Senator Maria Cantwell believes the federal government has a responsibility to respect our rights and honor our privacy. It also has a responsibility to protect our nation from those who may bring terror into our homes. These principles are not mutually exclusive: we can and must achieve both.
Respecting Privacy in the Patriot Act
Maria believes the federal government has a responsibility to respect our rights and honor our privacy. That's why she supports legislation to roll back provisions of the PATRIOT Act that allow the federal government to confiscate the papers, electronic records and equipment of libraries and booksellers, as part of open-ended government investigations of American citizens. She believes that government investigators must be required to show a connection between the records they are seeking and a suspected terrorist or spy. Maria also supports the Library, Bookseller, and Personal Records Privacy Act, which would amend the Patriot Act to protect personal privacy involving library, bookseller and other records, while allowing law enforcement to protect national security.

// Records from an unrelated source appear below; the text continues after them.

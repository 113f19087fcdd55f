use std::collections::VecDeque;

use wumpus_core::Cell;

#[cfg(feature = "serde")]
use serde::{Deserialize, Serialize};

/// Ordered cells from start to goal, both inclusive.
///
/// An empty route means "no known safe path"; it is a normal answer, not an
/// error.
#[derive(Debug, Clone, Default, PartialEq, Eq)]
#[cfg_attr(feature = "serde", derive(Serialize, Deserialize))]
pub struct Route {
    cells: Vec<Cell>,
}

impl Route {
    pub fn new(cells: Vec<Cell>) -> Self {
        Self { cells }
    }

    pub fn empty() -> Self {
        Self::default()
    }

    pub fn cells(&self) -> &[Cell] {
        &self.cells
    }

    pub fn len(&self) -> usize {
        self.cells.len()
    }

    pub fn is_empty(&self) -> bool {
        self.cells.is_empty()
    }

    /// Number of moves needed to walk the route.
    pub fn steps(&self) -> usize {
        self.cells.len().saturating_sub(1)
    }

    pub fn destination(&self) -> Option<Cell> {
        self.cells.last().copied()
    }

    pub fn into_queue(self) -> VecDeque<Cell> {
        self.cells.into()
    }
}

Protecting the Voting Rights Act
Maria supported legislation to renew provisions in the historic Voting Rights Act, originally passed in 1965. She believes that we have a responsibility to guard against inequality and injustice at the polls and that the act is critical to ensure that equal rights are upheld throughout our country's voting process.
National Security Administration (NSA) Wire Tapping
Maria believes it is wrong and illegal to wire tap without a warrant. We need to make sure our intelligence programs and officials are getting the job done of protecting the U.S. and maintaining our national security. Maria believes that Congressional checks and balances are needed to make sure that the oversight of our intelligence programs is effective. We must protect both national security and civil liberties.
Like most Americans, Maria believes that we must work to reduce the number of unwanted pregnancies through education and family planning. But she also believes that our Constitution protects a woman's right to privacy, and that this constitutional right encompasses the decision of whether to terminate a pregnancy. Maria has been a proud cosponsor of the Freedom of Choice Act which declares the fundamental right of every woman to bear a child and terminate a pregnancy prior to fetal viability (and after when necessary to protect her life or health). Maria supports life education programs that include contraception. Maria has worked to require hospitals to offer victims of sexual assault free emergency contraception. Maria continues to work to require health plans to provide coverage for contraceptive drugs, devices and services at the same level as other care. Maria supported the Global Democracy Promotion Act of 2001, which would have lifted the "global gag rule" on non-profit organizations. Maria believes states should be allowed to provide family planning under Medicaid, and to overturn existing Pentagon policy that restricts female service members' reproductive rights in the case of rape or incest.
Maria supports the End Racial Profiling Act which would ban racial profiling once and for all and require Federal, State, and local law enforcement to take steps to end and prevent racial profiling. Maria is proud that Washington state has already passed legislation that requires state police to record and make public the racial and ethnic patterns of their traffic stops, and encourages local law enforcement to do the same.
Maria supported an amendment to condemn discrimination against and protect the civil liberties of Arab-Americans and American Muslims. She was also an original cosponsor of a measure passed by the Senate condemning bigotry and violence against Sikh-Americans in the wake of terrorist attacks in New York City and Washington, D.C. on September 11, 2001.
Maria supported legislation to award a congressional gold medal to Dr. Dorothy Heights, a prominent social and civil rights activist. She also was a cosponsor of the Dr. Martin Luther King, Jr., Commemorative Coin Act of 2004, to mint $1 silver coins in his honor. In addition, Maria is a cosponsor of a Senate-passed, bipartisan resolution apologizing to the victims of lynching and the descendants of those victims for the failure of the Senate to enact anti-lynching legislation in the past.
Maria supported a bill awarding a Congressional Gold Medal to Elizabeth Wanamaker Peratrovich and Roy Peratrovich, in recognition of their outstanding and enduring contributions to the civil rights and dignity of the Native peoples of Alaska and the Nation.
Maria supported the Civil Rights Tax Relief Act of 2003, which made tax-exempt payments received from discrimination claims.